━━━━━ Available data

//! Effective configuration with provenance
//!
//! Records the merged configuration together with every layer that
//! contributed to it, so a bundle can be traced back to its inputs.

use chrono::{DateTime, Utc};
use serde::{Deserialize, Serialize};
use serde_json::Value;
use sha2::{Digest, Sha256};
use std::fs;
use std::io;
use std::path::{Path, PathBuf};

use super::defaults::BuiltinDefaults;
use super::merge::merge_layers;
use super::release::ReleaseConfig;

/// Schema version for effective_config
pub const SCHEMA_VERSION: u32 = 1;

/// Schema identifier
pub const SCHEMA_ID: &str = "maven-bundle/effective_config@1";

/// Origin of a configuration source
#[derive(Debug, Clone, Serialize, Deserialize, PartialEq)]
#[serde(rename_all = "lowercase")]
pub enum ConfigOrigin {
    Builtin,
    File,
    Cli,
}

/// A contributing config source with provenance
#[derive(Debug, Clone, Serialize, Deserialize)]
pub struct ConfigSource {
    pub origin: ConfigOrigin,

    /// File path (None for builtin/cli)
    #[serde(skip_serializing_if = "Option::is_none")]
    pub path: Option<String>,

    /// SHA-256 digest of raw file bytes (None for builtin/cli)
    #[serde(skip_serializing_if = "Option::is_none")]
    pub digest: Option<String>,
}

/// Effective configuration with provenance
#[derive(Debug, Clone, Serialize, Deserialize)]
pub struct EffectiveConfig {
    pub schema_version: u32,

    pub schema_id: String,

    /// When this config was computed
    pub created_at: DateTime<Utc>,

    /// The merged configuration object
    pub config: Value,

    /// Contributing sources in precedence order
    pub sources: Vec<ConfigSource>,
}

impl EffectiveConfig {
    /// Merge defaults, an optional release file and CLI overrides.
    ///
    /// A `config_path` that does not exist is an error; callers that only
    /// want the conventional file when present must check first.
    pub fn build(config_path: Option<&Path>, cli_overrides: Option<Value>) -> Result<Self, ConfigError> {
        let mut layers = Vec::new();
        let mut sources = Vec::new();

        layers.push(BuiltinDefaults::default().to_value());
        sources.push(ConfigSource {
            origin: ConfigOrigin::Builtin,
            path: None,
            digest: None,
        });

        if let Some(path) = config_path {
            let (value, digest) = Self::load_toml_file(path)?;
            layers.push(value);
            sources.push(ConfigSource {
                origin: ConfigOrigin::File,
                path: Some(path.to_string_lossy().to_string()),
                digest: Some(digest),
            });
        }

        if let Some(cli) = cli_overrides {
            layers.push(cli);
            sources.push(ConfigSource {
                origin: ConfigOrigin::Cli,
                path: None,
                digest: None,
            });
        }

        let config = Self {
            schema_version: SCHEMA_VERSION,
            schema_id: SCHEMA_ID.to_string(),
            created_at: Utc::now(),
            config: merge_layers(layers),
            sources,
        };

        config.release()?.validate()?;
        Ok(config)
    }

    /// Load and parse a TOML file, returning the value and digest
    fn load_toml_file(path: &Path) -> Result<(Value, String), ConfigError> {
        let bytes = fs::read(path).map_err(|source| ConfigError::Io {
            path: path.to_path_buf(),
            source,
        })?;

        let digest = hex::encode(Sha256::digest(&bytes));

        let contents = String::from_utf8(bytes).map_err(|e| ConfigError::ParseError {
            path: path.to_path_buf(),
            message: format!("invalid UTF-8: {}", e),
        })?;

        let toml_value: toml::Value = toml::from_str(&contents).map_err(|e| ConfigError::ParseError {
            path: path.to_path_buf(),
            message: e.to_string(),
        })?;

        Ok((toml_to_json(toml_value), digest))
    }

    /// Typed view of the merged configuration
    pub fn release(&self) -> Result<ReleaseConfig, ConfigError> {
        serde_json::from_value(self.config.clone()).map_err(ConfigError::Schema)
    }

    /// Serialize to JSON
    pub fn to_json(&self) -> Result<String, serde_json::Error> {
        serde_json::to_string_pretty(self)
    }
}

/// Convert a TOML value to JSON for merging
fn toml_to_json(toml: toml::Value) -> Value {
    match toml {
        toml::Value::String(s) => Value::String(s),
        toml::Value::Integer(i) => Value::Number(i.into()),
        toml::Value::Float(f) => serde_json::Number::from_f64(f)
            .map(Value::Number)
            .unwrap_or(Value::Null),
        toml::Value::Boolean(b) => Value::Bool(b),
        toml::Value::Datetime(dt) => Value::String(dt.to_string()),
        toml::Value::Array(arr) => Value::Array(arr.into_iter().map(toml_to_json).collect()),
        toml::Value::Table(table) => Value::Object(
            table
                .into_iter()
                .map(|(k, v)| (k, toml_to_json(v)))
                .collect(),
        ),
    }
}

/// Configuration errors
#[derive(Debug, thiserror::Error)]
pub enum ConfigError {
    #[error("cannot read config {}: {source}", .path.display())]
    Io {
        path: PathBuf,
        #[source]
        source: io::Error,
    },

    #[error("cannot parse config {}: {message}", .path.display())]
    ParseError { path: PathBuf, message: String },

    #[error("invalid configuration: {0}")]
    Schema(#[source] serde_json::Error),

    #[error("validation error: {0}")]
    ValidationError(String),
}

━━━━━━━━━━

> _What to produce_: Return, unchanged, the run of lines above that opens with the line containing "layers.push(cli);" and closes with the line containing "fn load_toml_file(path: &Path)". Include both.

> _Result of this task_:
            layers.push(cli);
            sources.push(ConfigSource {
                origin: ConfigOrigin::Cli,
                path: None,
                digest: None,
            });
        }

        let config = Self {
            schema_version: SCHEMA_VERSION,
            schema_id: SCHEMA_ID.to_string(),
            created_at: Utc::now(),
            config: merge_layers(layers),
            sources,
        };

        config.release()?.validate()?;
        Ok(config)
    }

    /// Load and parse a TOML file, returning the value and digest
    fn load_toml_file(path: &Path) -> Result<(Value, String), ConfigError> {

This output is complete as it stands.